ENTRIES PROVIDED:
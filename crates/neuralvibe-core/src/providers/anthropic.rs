//! Anthropic Claude provider

use std::sync::Arc;

use async_trait::async_trait;
use reqwest::Client;
use serde::{Deserialize, Serialize};
use tracing::debug;

use crate::credentials::CredentialStore;
use crate::error::RouterError;
use crate::types::{Message, NormalizedResponse, ProviderId, Role, Usage};

use super::wire::{self, LlmProvider};

const ANTHROPIC_VERSION: &str = "2023-06-01";

/// Anthropic Claude provider
pub struct AnthropicProvider {
    client: Client,
    store: Arc<dyn CredentialStore>,
    base_url: String,
    max_tokens: u32,
}

impl std::fmt::Debug for AnthropicProvider {
    fn fmt(&self, f: &mut std::fmt::Formatter<'_>) -> std::fmt::Result {
        f.debug_struct("AnthropicProvider")
            .field("base_url", &self.base_url)
            .field("max_tokens", &self.max_tokens)
            .finish()
    }
}

impl AnthropicProvider {
    pub const DEFAULT_BASE_URL: &'static str = "https://api.anthropic.com";
    pub const DEFAULT_MAX_TOKENS: u32 = 4000;

    pub fn new(client: Client, store: Arc<dyn CredentialStore>) -> Self {
        Self {
            client,
            store,
            base_url: Self::DEFAULT_BASE_URL.to_string(),
            max_tokens: Self::DEFAULT_MAX_TOKENS,
        }
    }

    pub fn with_base_url(mut self, base_url: impl AsRef<str>) -> Self {
        self.base_url = base_url.as_ref().trim_end_matches('/').to_string();
        self
    }

    pub fn with_max_tokens(mut self, max_tokens: u32) -> Self {
        self.max_tokens = max_tokens;
        self
    }

    /// System prompt (system messages joined) and the user/assistant turns
    fn to_anthropic_messages(conversation: &[Message]) -> (Option<String>, Vec<AnthropicMessage>) {
        let system: Vec<&str> = conversation
            .iter()
            .filter(|m| m.role == Role::System)
            .map(|m| m.content.as_str())
            .collect();
        let system = (!system.is_empty()).then(|| system.join("\n\n"));

        let messages = conversation
            .iter()
            .filter(|m| m.role != Role::System)
            .map(|m| AnthropicMessage {
                role: match m.role {
                    Role::Assistant => "assistant",
                    Role::User | Role::System => "user",
                }
                .to_string(),
                content: m.content.clone(),
            })
            .collect();

        (system, messages)
    }

    fn request_body(&self, conversation: &[Message], model: &str) -> serde_json::Value {
        let (system, messages) = Self::to_anthropic_messages(conversation);
        let mut body = serde_json::json!({
            "model": model,
            "max_tokens": self.max_tokens,
            "messages": messages,
        });
        if let Some(system) = system {
            body["system"] = system.into();
        }
        body
    }

    /// Convert an Anthropic response to the normalized shape
    fn from_anthropic_response(
        resp: AnthropicApiResponse,
    ) -> Result<NormalizedResponse, RouterError> {
        let texts: Vec<String> = resp
            .content
            .into_iter()
            .filter_map(|b| match b {
                AnthropicBlock::Text { text } => Some(text),
                AnthropicBlock::Other => None,
            })
            .collect();

        if texts.is_empty() {
            return Err(wire::malformed(
                ProviderId::Claude,
                "response had no text content",
            ));
        }

        Ok(NormalizedResponse {
            content: texts.concat(),
            usage: Usage::new(resp.usage.input_tokens, resp.usage.output_tokens),
        })
    }
}

#[async_trait]
impl LlmProvider for AnthropicProvider {
    fn id(&self) -> ProviderId {
        ProviderId::Claude
    }

    async fn send(
        &self,
        conversation: &[Message],
        model: &str,
    ) -> Result<NormalizedResponse, RouterError> {
        let api_key = wire::api_key(self.store.as_ref(), ProviderId::Claude)?;
        let url = format!("{}/v1/messages", self.base_url);
        let body = self.request_body(conversation, model);

        debug!(
            "Anthropic request: model={}, messages={}",
            model,
            conversation.len()
        );

        let response = self
            .client
            .post(&url)
            .header("x-api-key", &api_key)
            .header("anthropic-version", ANTHROPIC_VERSION)
            .header("content-type", "application/json")
            .json(&body)
            .send()
            .await
            .map_err(wire::transport(ProviderId::Claude))?;

        let api_response: AnthropicApiResponse =
            wire::read_json(ProviderId::Claude, response).await?;
        Self::from_anthropic_response(api_response)
    }
}

// ── Anthropic wire types ──

#[derive(Debug, Clone, Serialize, Deserialize)]
struct AnthropicMessage {
    role: String,
    content: String,
}

#[derive(Debug, Clone, Deserialize)]
#[serde(tag = "type", rename_all = "snake_case")]
enum AnthropicBlock {
    Text {
        text: String,
    },
    #[serde(other)]
    Other,
}

#[derive(Debug, Clone, Deserialize)]
struct AnthropicApiResponse {
    #[serde(default)]
    content: Vec<AnthropicBlock>,
    #[serde(default)]
    usage: AnthropicUsage,
}

#[derive(Debug, Clone, Default, Deserialize)]
struct AnthropicUsage {
    #[serde(default)]
    input_tokens: u32,
    #[serde(default)]
    output_tokens: u32,
}
//! Dispatch: route a conversation, then call the chosen adapter
//!
//! [`Dispatcher`] is the single entry point. It asks the routing policy for a
//! provider, resolves the model string, windows the conversation and hands it
//! to the adapter registered for that provider. Adapter errors surface as-is.
//! [`FallbackDispatcher`] wraps it with the one-shot secondary retry.

use std::collections::HashMap;
use std::sync::Arc;
use std::time::Duration;

use reqwest::Client;
use tracing::{debug, info, warn};

use crate::catalog;
use crate::conversation::ContextWindow;
use crate::credentials::{self, CredentialStore};
use crate::error::RouterError;
use crate::policy;
use crate::providers::{
    AnthropicProvider, GoogleProvider, LlmProvider, OpenAiCompatProvider, OpenAiProvider,
};
use crate::types::{AvailableProviders, Message, NormalizedResponse, ProviderId};

pub const DEFAULT_TIMEOUT: Duration = Duration::from_secs(120);

/// Outcome of one routed call
#[derive(Debug, Clone, PartialEq, Eq)]
pub struct Dispatch {
    pub provider: ProviderId,
    pub reason: String,
    /// Wire model string that was sent
    pub model: String,
    pub response: NormalizedResponse,
}

/// Per-provider overrides applied when the adapters are built
#[derive(Debug, Clone, Default, PartialEq, Eq)]
pub struct ProviderSettings {
    pub model: Option<String>,
    pub base_url: Option<String>,
    pub max_tokens: Option<u32>,
}

pub struct Dispatcher {
    adapters: HashMap<ProviderId, Arc<dyn LlmProvider>>,
    store: Arc<dyn CredentialStore>,
    models: HashMap<ProviderId, String>,
    window: ContextWindow,
}

impl std::fmt::Debug for Dispatcher {
    fn fmt(&self, f: &mut std::fmt::Formatter<'_>) -> std::fmt::Result {
        let mut adapters: Vec<ProviderId> = self.adapters.keys().copied().collect();
        adapters.sort();
        f.debug_struct("Dispatcher")
            .field("adapters", &adapters)
            .field("models", &self.models)
            .field("window", &self.window)
            .finish()
    }
}

impl Dispatcher {
    /// An empty dispatcher. Register adapters with [`Dispatcher::with_adapter`].
    pub fn new(store: Arc<dyn CredentialStore>) -> Self {
        Self {
            adapters: HashMap::new(),
            store,
            models: HashMap::new(),
            window: ContextWindow::default(),
        }
    }

    /// Builder wiring all five backends over one HTTP client
    pub fn builder(store: Arc<dyn CredentialStore>) -> DispatcherBuilder {
        DispatcherBuilder::new(store)
    }

    /// Register `adapter` under its own id, replacing any previous one
    pub fn with_adapter(mut self, adapter: Arc<dyn LlmProvider>) -> Self {
        self.adapters.insert(adapter.id(), adapter);
        self
    }

    pub fn with_model(mut self, provider: ProviderId, model: impl Into<String>) -> Self {
        self.models.insert(provider, model.into());
        self
    }

    pub fn with_context_window(mut self, window: ContextWindow) -> Self {
        self.window = window;
        self
    }

    pub fn context_window(&self) -> &ContextWindow {
        &self.window
    }

    /// Providers with a usable key right now
    pub fn available(&self) -> AvailableProviders {
        credentials::available_providers(self.store.as_ref())
    }

    /// Wire model for `provider`: configured override, else the catalog default
    pub fn model_for(&self, provider: ProviderId) -> &str {
        self.models
            .get(&provider)
            .map(String::as_str)
            .unwrap_or(catalog::default_model(provider).wire_value)
    }

    /// Route `conversation` within `available` and send it.
    ///
    /// # Errors
    ///
    /// Routing errors ([`RouterError::EmptyProviderSet`]),
    /// [`RouterError::AdapterMissing`] when nothing is registered for the
    /// chosen provider, and any adapter error unchanged.
    pub async fn dispatch(
        &self,
        conversation: &[Message],
        available: &AvailableProviders,
    ) -> Result<Dispatch, RouterError> {
        let decision = policy::select_provider(conversation, available)?;
        let adapter = self
            .adapters
            .get(&decision.provider)
            .ok_or(RouterError::AdapterMissing(decision.provider))?;

        let model = self.model_for(decision.provider).to_string();
        let request = self.window.apply(conversation);
        debug!(
            "Dispatching {} messages to {} ({})",
            request.len(),
            decision.provider.display_name(),
            model
        );

        let response = adapter.send(&request, &model).await?;
        info!(
            "{} answered: {} chars, {} tokens",
            decision.provider.display_name(),
            response.content.chars().count(),
            response.usage.total_tokens
        );

        Ok(Dispatch {
            provider: decision.provider,
            reason: decision.reason,
            model,
            response,
        })
    }
}

/// Builds a [`Dispatcher`] with every backend adapter registered
pub struct DispatcherBuilder {
    store: Arc<dyn CredentialStore>,
    timeout: Duration,
    window: ContextWindow,
    settings: HashMap<ProviderId, ProviderSettings>,
}

impl DispatcherBuilder {
    fn new(store: Arc<dyn CredentialStore>) -> Self {
        Self {
            store,
            timeout: DEFAULT_TIMEOUT,
            window: ContextWindow::default(),
            settings: HashMap::new(),
        }
    }

    pub fn timeout(mut self, timeout: Duration) -> Self {
        self.timeout = timeout;
        self
    }

    pub fn context_window(mut self, window: ContextWindow) -> Self {
        self.window = window;
        self
    }

    pub fn provider(mut self, provider: ProviderId, settings: ProviderSettings) -> Self {
        self.settings.insert(provider, settings);
        self
    }

    /// # Errors
    ///
    /// [`RouterError::Http`] when the HTTP client cannot be constructed.
    pub fn build(self) -> Result<Dispatcher, RouterError> {
        let client = Client::builder().timeout(self.timeout).build()?;
        let mut dispatcher =
            Dispatcher::new(self.store.clone()).with_context_window(self.window);

        for provider in ProviderId::ALL {
            let settings = self.settings.get(&provider).cloned().unwrap_or_default();
            let adapter = build_adapter(provider, &settings, client.clone(), self.store.clone());
            dispatcher = dispatcher.with_adapter(adapter);
            if let Some(model) = settings.model.filter(|m| !m.trim().is_empty()) {
                dispatcher = dispatcher.with_model(provider, model);
            }
        }

        debug!(
            "Dispatcher ready: timeout={:?}, {} adapters",
            self.timeout,
            dispatcher.adapters.len()
        );
        Ok(dispatcher)
    }
}

fn build_adapter(
    provider: ProviderId,
    settings: &ProviderSettings,
    client: Client,
    store: Arc<dyn CredentialStore>,
) -> Arc<dyn LlmProvider> {
    let base_url = settings.base_url.as_deref().filter(|u| !u.trim().is_empty());
    match provider {
        ProviderId::OpenAi => {
            let mut p = OpenAiProvider::new(client, store);
            if let Some(url) = base_url {
                p = p.with_base_url(url);
            }
            if settings.max_tokens.is_some() {
                p = p.with_max_tokens(settings.max_tokens);
            }
            Arc::new(p)
        }
        ProviderId::Groq | ProviderId::DeepSeek => {
            let mut p = if provider == ProviderId::Groq {
                OpenAiCompatProvider::groq(client, store)
            } else {
                OpenAiCompatProvider::deepseek(client, store)
            };
            if let Some(url) = base_url {
                p = p.with_base_url(url);
            }
            if settings.max_tokens.is_some() {
                p = p.with_max_tokens(settings.max_tokens);
            }
            Arc::new(p)
        }
        ProviderId::Claude => {
            let mut p = AnthropicProvider::new(client, store);
            if let Some(url) = base_url {
                p = p.with_base_url(url);
            }
            if let Some(n) = settings.max_tokens {
                p = p.with_max_tokens(n);
            }
            Arc::new(p)
        }
        ProviderId::Gemini => {
            let mut p = GoogleProvider::new(client, store);
            if let Some(url) = base_url {
                p = p.with_base_url(url);
            }
            if let Some(n) = settings.max_tokens {
                p = p.with_max_tokens(n);
            }
            Arc::new(p)
        }
    }
}

/// Outcome of a call through [`FallbackDispatcher`]
#[derive(Debug)]
pub struct FallbackDispatch {
    pub dispatch: Dispatch,
    pub used_fallback: bool,
    /// Why the first provider failed, when the secondary answered instead
    pub primary_error: Option<RouterError>,
}

/// Retries once on a designated secondary provider after an upstream failure.
/// Never retries more than once and never on any other provider.
#[derive(Debug)]
pub struct FallbackDispatcher {
    inner: Dispatcher,
    secondary: ProviderId,
}

impl FallbackDispatcher {
    pub fn new(inner: Dispatcher, secondary: ProviderId) -> Self {
        Self { inner, secondary }
    }

    pub fn inner(&self) -> &Dispatcher {
        &self.inner
    }

    pub fn secondary(&self) -> ProviderId {
        self.secondary
    }

    /// # Errors
    ///
    /// The primary error when no retry applies, otherwise the secondary's error.
    pub async fn dispatch(
        &self,
        conversation: &[Message],
        available: &AvailableProviders,
    ) -> Result<FallbackDispatch, RouterError> {
        let primary_error = match self.inner.dispatch(conversation, available).await {
            Ok(dispatch) => {
                return Ok(FallbackDispatch {
                    dispatch,
                    used_fallback: false,
                    primary_error: None,
                });
            }
            Err(e) => e,
        };

        let retryable = primary_error.is_upstream_failure()
            && available.contains(self.secondary)
            && primary_error.provider() != Some(self.secondary);
        if !retryable {
            return Err(primary_error);
        }

        warn!(
            "Primary provider failed ({}), falling back to {}",
            primary_error,
            self.secondary.display_name()
        );
        let dispatch = self
            .inner
            .dispatch(conversation, &AvailableProviders::only(self.secondary))
            .await?;

        Ok(FallbackDispatch {
            dispatch,
            used_fallback: true,
            primary_error: Some(primary_error),
        })
    }
}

WHAT TO WORK ON:
For each line above that contains the word "OpenAiCompatProvider", give the line as it is written.

YOUR RESPONSE:
    AnthropicProvider, GoogleProvider, LlmProvider, OpenAiCompatProvider, OpenAiProvider,
                OpenAiCompatProvider::groq(client, store)
                OpenAiCompatProvider::deepseek(client, store)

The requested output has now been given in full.